Collected data entries
┏━━
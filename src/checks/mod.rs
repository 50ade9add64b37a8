//! Workspace contract checks
//!
//! All checks implement the `Check` trait and run through a `CheckRunner`.
//! Violations from every check are collected before anything is reported.
//!
//! # Built-in Checks
//!
//! - **required-scripts**: active workspaces declare `ci` (apps also `build` and `dev`)
//! - **ci-tasks-mirror**: `ciTasks` matches the `scripts.ci` chain
//! - **graph-cycles**: no dependency cycles between active workspaces

mod graph_cycles;
mod runner;
mod scripts;
mod trait_def;

pub use runner::create_default_runner;
pub use trait_def::{CheckContext, CheckResult};

use crate::core::error::{GateError, GateResult};
use serde::Serialize;

/// Outcome of the whole contract check
#[derive(Debug, Clone, Serialize)]
pub struct ContractReport {
  pub passed: bool,
  pub violations: Vec<String>,
  pub cycles: Vec<Vec<String>>,
  #[serde(skip)]
  pub results: Vec<CheckResult>,
}

impl ContractReport {
  /// `Err(Contract)` listing every violation, if any
  pub fn into_result(self) -> GateResult<()> {
    if self.passed {
      Ok(())
    } else {
      Err(GateError::Contract(self.violations))
    }
  }
}

/// Run every built-in check and merge their violations
pub fn run_contract(ctx: &CheckContext) -> ContractReport {
  let results = create_default_runner().run_all(ctx);

  let violations: Vec<String> = results.iter().flat_map(|r| r.violations.iter().cloned()).collect();
  let cycles = results
    .iter()
    .filter_map(|r| r.details.as_ref())
    .filter_map(|d| d.get("cycles"))
    .filter_map(|c| serde_json::from_value::<Vec<Vec<String>>>(c.clone()).ok())
    .flatten()
    .collect();

  ContractReport {
    passed: violations.is_empty(),
    violations,
    cycles,
    results,
  }
}
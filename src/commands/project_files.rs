//! `affected-ci project-files` - Changed files that belong to the project itself
//!
//! Anything outside the two workspace roots, `docs/` and `node_modules/`,
//! printed as a JSON array for project-scoped formatters.

use crate::changes::ChangeSourceConfig;
use crate::core::config::GateConfig;
use crate::core::context::WorkspaceContext;
use crate::core::error::GateResult;
use crate::utils::path_matches;

const EXCLUDED_DIRS: [&str; 2] = ["docs/", "node_modules/"];

/// Run the project-files command
pub fn run_project_files(ctx: &WorkspaceContext, changes: &ChangeSourceConfig) -> GateResult<()> {
  let files = ctx.changed_files(changes)?;
  let project = project_level_files(&files, &ctx.config);
  println!("{}", serde_json::to_string(&project)?);
  Ok(())
}

pub fn project_level_files<'a>(files: &'a [String], config: &GateConfig) -> Vec<&'a str> {
  let apps = format!("{}/", config.apps_root);
  let packages = format!("{}/", config.packages_root);

  files
    .iter()
    .map(String::as_str)
    .filter(|file| {
      !path_matches(file, &apps)
        && !path_matches(file, &packages)
        && !EXCLUDED_DIRS.iter().any(|dir| path_matches(file, dir))
    })
    .collect()
}
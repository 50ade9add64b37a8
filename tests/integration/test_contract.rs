//! Integration tests for `affected-ci contract`

use crate::helpers::{MonorepoFixture, shared_runtime_fixture, stderr, stdout};
use anyhow::Result;
use serde_json::json;

#[test]
fn test_conforming_monorepo_passes() -> Result<()> {
  let repo = shared_runtime_fixture()?;
  let out = repo.run_ok(&["contract"])?;
  assert!(out.contains("Workspace contract check passed."));
  Ok(())
}

#[test]
fn test_mismatched_ci_tasks_fail() -> Result<()> {
  let repo = shared_runtime_fixture()?;
  repo.set_script("apps/backend/package.json", "ci", "pnpm run lint && pnpm run test")?;
  repo.set_script("apps/backend/package.json", "test", "echo ok")?;

  let output = repo.run(&["contract"])?;

  assert_eq!(output.status.code(), Some(1));
  let err = stderr(&output);
  assert!(err.contains("Workspace contract check failed:"));
  assert!(err.contains("- app backend ciTasks must match scripts.ci in order and contents"));

  Ok(())
}

#[test]
fn test_all_violations_reported_in_one_pass() -> Result<()> {
  let repo = shared_runtime_fixture()?;
  repo.set_script("apps/backend/package.json", "ci", "pnpm run lint && eslint .")?;
  repo.write_json(
    "packages/bare/package.json",
    &json!({ "name": "@pkg/bare", "scripts": {} }),
  )?;

  let output = repo.run(&["contract"])?;
  let err = stderr(&output);

  assert_eq!(output.status.code(), Some(1));
  assert!(err.contains("app backend has a ci script that is not a plain \"pnpm run <task>\" chain"));
  assert!(err.contains(
    "package bare is missing script: ci (set workspaceStatus: \"inactive\" to skip)"
  ));

  Ok(())
}

#[test]
fn test_inactive_workspace_without_scripts_passes() -> Result<()> {
  let repo = shared_runtime_fixture()?;
  repo.write_json(
    "apps/legacy/package.json",
    &json!({ "name": "@app/legacy", "workspaceStatus": "inactive" }),
  )?;

  let out = repo.run_ok(&["contract"])?;
  assert!(out.contains("Workspace contract check passed."));

  Ok(())
}

#[test]
fn test_cycle_reported_in_json() -> Result<()> {
  let repo = MonorepoFixture::new()?;
  repo.add_package("a", &["b"])?;
  repo.add_package("b", &["c"])?;
  repo.add_package("c", &["a"])?;

  let output = repo.run(&["contract", "--json"])?;
  assert_eq!(output.status.code(), Some(1));

  let report: serde_json::Value = serde_json::from_str(stdout(&output).trim())?;
  assert_eq!(report["passed"], json!(false));
  assert_eq!(report["cycles"], json!([["@pkg/a", "@pkg/b", "@pkg/c", "@pkg/a"]]));
  assert_eq!(
    report["violations"],
    json!(["workspace dependency cycle detected: @pkg/a -> @pkg/b -> @pkg/c -> @pkg/a"])
  );

  Ok(())
}

#[test]
fn test_infra_app_needs_only_ci() -> Result<()> {
  let repo = shared_runtime_fixture()?;
  repo.write_json(
    "apps/infra/package.json",
    &json!({
      "name": "@app/infra",
      "scripts": { "ci": "pnpm run deploy:check", "deploy:check": "echo ok" },
      "ciTasks": ["deploy:check"],
    }),
  )?;

  let out = repo.run_ok(&["contract"])?;
  assert!(out.contains("Workspace contract check passed."));

  Ok(())
}

#[test]
fn test_non_array_ci_tasks_is_a_violation_not_a_crash() -> Result<()> {
  let repo = shared_runtime_fixture()?;
  repo.set_field("apps/backend/package.json", "ciTasks", json!("lint"))?;
  repo.set_field("packages/shared-runtime/package.json", "dependencies", json!(null))?;

  let output = repo.run(&["contract"])?;
  let err = stderr(&output);

  assert_eq!(output.status.code(), Some(1));
  assert!(err.contains("Workspace contract check failed:"));
  assert!(err.contains("- app backend is missing ciTasks (required to mirror scripts.ci)"));
  assert!(!err.contains("Failed to parse manifest"));

  Ok(())
}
┗━━
● Work request:
Print the records again in full, exactly as they appear above.

● Output:
filename src/checks/mod.rs
repository 50ade9add64b37a8
//! Workspace contract checks
//!
//! All checks implement the `Check` trait and run through a `CheckRunner`.
//! Violations from every check are collected before anything is reported.
//!
//! # Built-in Checks
//!
//! - **required-scripts**: active workspaces declare `ci` (apps also `build` and `dev`)
//! - **ci-tasks-mirror**: `ciTasks` matches the `scripts.ci` chain
//! - **graph-cycles**: no dependency cycles between active workspaces

mod graph_cycles;
mod runner;
mod scripts;
mod trait_def;

pub use runner::create_default_runner;
pub use trait_def::{CheckContext, CheckResult};

use crate::core::error::{GateError, GateResult};
use serde::Serialize;

/// Outcome of the whole contract check
#[derive(Debug, Clone, Serialize)]
pub struct ContractReport {
  pub passed: bool,
  pub violations: Vec<String>,
  pub cycles: Vec<Vec<String>>,
  #[serde(skip)]
  pub results: Vec<CheckResult>,
}

impl ContractReport {
  /// `Err(Contract)` listing every violation, if any
  pub fn into_result(self) -> GateResult<()> {
    if self.passed {
      Ok(())
    } else {
      Err(GateError::Contract(self.violations))
    }
  }
}

/// Run every built-in check and merge their violations
pub fn run_contract(ctx: &CheckContext) -> ContractReport {
  let results = create_default_runner().run_all(ctx);

  let violations: Vec<String> = results.iter().flat_map(|r| r.violations.iter().cloned()).collect();
  let cycles = results
    .iter()
    .filter_map(|r| r.details.as_ref())
    .filter_map(|d| d.get("cycles"))
    .filter_map(|c| serde_json::from_value::<Vec<Vec<String>>>(c.clone()).ok())
    .flatten()
    .collect();

  ContractReport {
    passed: violations.is_empty(),
    violations,
    cycles,
    results,
  }
}
filename src/commands/project_files.rs
//! `affected-ci project-files` - Changed files that belong to the project itself
//!
//! Anything outside the two workspace roots, `docs/` and `node_modules/`,
//! printed as a JSON array for project-scoped formatters.

use crate::changes::ChangeSourceConfig;
use crate::core::config::GateConfig;
use crate::core::context::WorkspaceContext;
use crate::core::error::GateResult;
use crate::utils::path_matches;

const EXCLUDED_DIRS: [&str; 2] = ["docs/", "node_modules/"];

/// Run the project-files command
pub fn run_project_files(ctx: &WorkspaceContext, changes: &ChangeSourceConfig) -> GateResult<()> {
  let files = ctx.changed_files(changes)?;
  let project = project_level_files(&files, &ctx.config);
  println!("{}", serde_json::to_string(&project)?);
  Ok(())
}

pub fn project_level_files<'a>(files: &'a [String], config: &GateConfig) -> Vec<&'a str> {
  let apps = format!("{}/", config.apps_root);
  let packages = format!("{}/", config.packages_root);

  files
    .iter()
    .map(String::as_str)
    .filter(|file| {
      !path_matches(file, &apps)
        && !path_matches(file, &packages)
        && !EXCLUDED_DIRS.iter().any(|dir| path_matches(file, dir))
    })
    .collect()
}
repository 50ade9add64b37a8
filename tests/integration/test_contract.rs
//! Integration tests for `affected-ci contract`

use crate::helpers::{MonorepoFixture, shared_runtime_fixture, stderr, stdout};
use anyhow::Result;
use serde_json::json;

#[test]
fn test_conforming_monorepo_passes() -> Result<()> {
  let repo = shared_runtime_fixture()?;
  let out = repo.run_ok(&["contract"])?;
  assert!(out.contains("Workspace contract check passed."));
  Ok(())
}

#[test]
fn test_mismatched_ci_tasks_fail() -> Result<()> {
  let repo = shared_runtime_fixture()?;
  repo.set_script("apps/backend/package.json", "ci", "pnpm run lint && pnpm run test")?;
  repo.set_script("apps/backend/package.json", "test", "echo ok")?;

  let output = repo.run(&["contract"])?;

  assert_eq!(output.status.code(), Some(1));
  let err = stderr(&output);
  assert!(err.contains("Workspace contract check failed:"));
  assert!(err.contains("- app backend ciTasks must match scripts.ci in order and contents"));

  Ok(())
}

#[test]
fn test_all_violations_reported_in_one_pass() -> Result<()> {
  let repo = shared_runtime_fixture()?;
  repo.set_script("apps/backend/package.json", "ci", "pnpm run lint && eslint .")?;
  repo.write_json(
    "packages/bare/package.json",
    &json!({ "name": "@pkg/bare", "scripts": {} }),
  )?;

  let output = repo.run(&["contract"])?;
  let err = stderr(&output);

  assert_eq!(output.status.code(), Some(1));
  assert!(err.contains("app backend has a ci script that is not a plain \"pnpm run <task>\" chain"));
  assert!(err.contains(
    "package bare is missing script: ci (set workspaceStatus: \"inactive\" to skip)"
  ));

  Ok(())
}

#[test]
fn test_inactive_workspace_without_scripts_passes() -> Result<()> {
  let repo = shared_runtime_fixture()?;
  repo.write_json(
    "apps/legacy/package.json",
    &json!({ "name": "@app/legacy", "workspaceStatus": "inactive" }),
  )?;

  let out = repo.run_ok(&["contract"])?;
  assert!(out.contains("Workspace contract check passed."));

  Ok(())
}

#[test]
fn test_cycle_reported_in_json() -> Result<()> {
  let repo = MonorepoFixture::new()?;
  repo.add_package("a", &["b"])?;
  repo.add_package("b", &["c"])?;
  repo.add_package("c", &["a"])?;

  let output = repo.run(&["contract", "--json"])?;
  assert_eq!(output.status.code(), Some(1));

  let report: serde_json::Value = serde_json::from_str(stdout(&output).trim())?;
  assert_eq!(report["passed"], json!(false));
  assert_eq!(report["cycles"], json!([["@pkg/a", "@pkg/b", "@pkg/c", "@pkg/a"]]));
  assert_eq!(
    report["violations"],
    json!(["workspace dependency cycle detected: @pkg/a -> @pkg/b -> @pkg/c -> @pkg/a"])
  );

  Ok(())
}

#[test]
fn test_infra_app_needs_only_ci() -> Result<()> {
  let repo = shared_runtime_fixture()?;
  repo.write_json(
    "apps/infra/package.json",
    &json!({
      "name": "@app/infra",
      "scripts": { "ci": "pnpm run deploy:check", "deploy:check": "echo ok" },
      "ciTasks": ["deploy:check"],
    }),
  )?;

  let out = repo.run_ok(&["contract"])?;
  assert!(out.contains("Workspace contract check passed."));

  Ok(())
}

#[test]
fn test_non_array_ci_tasks_is_a_violation_not_a_crash() -> Result<()> {
  let repo = shared_runtime_fixture()?;
  repo.set_field("apps/backend/package.json", "ciTasks", json!("lint"))?;
  repo.set_field("packages/shared-runtime/package.json", "dependencies", json!(null))?;

  let output = repo.run(&["contract"])?;
  let err = stderr(&output);

  assert_eq!(output.status.code(), Some(1));
  assert!(err.contains("Workspace contract check failed:"));
  assert!(err.contains("- app backend is missing ciTasks (required to mirror scripts.ci)"));
  assert!(!err.contains("Failed to parse manifest"));

  Ok(())
}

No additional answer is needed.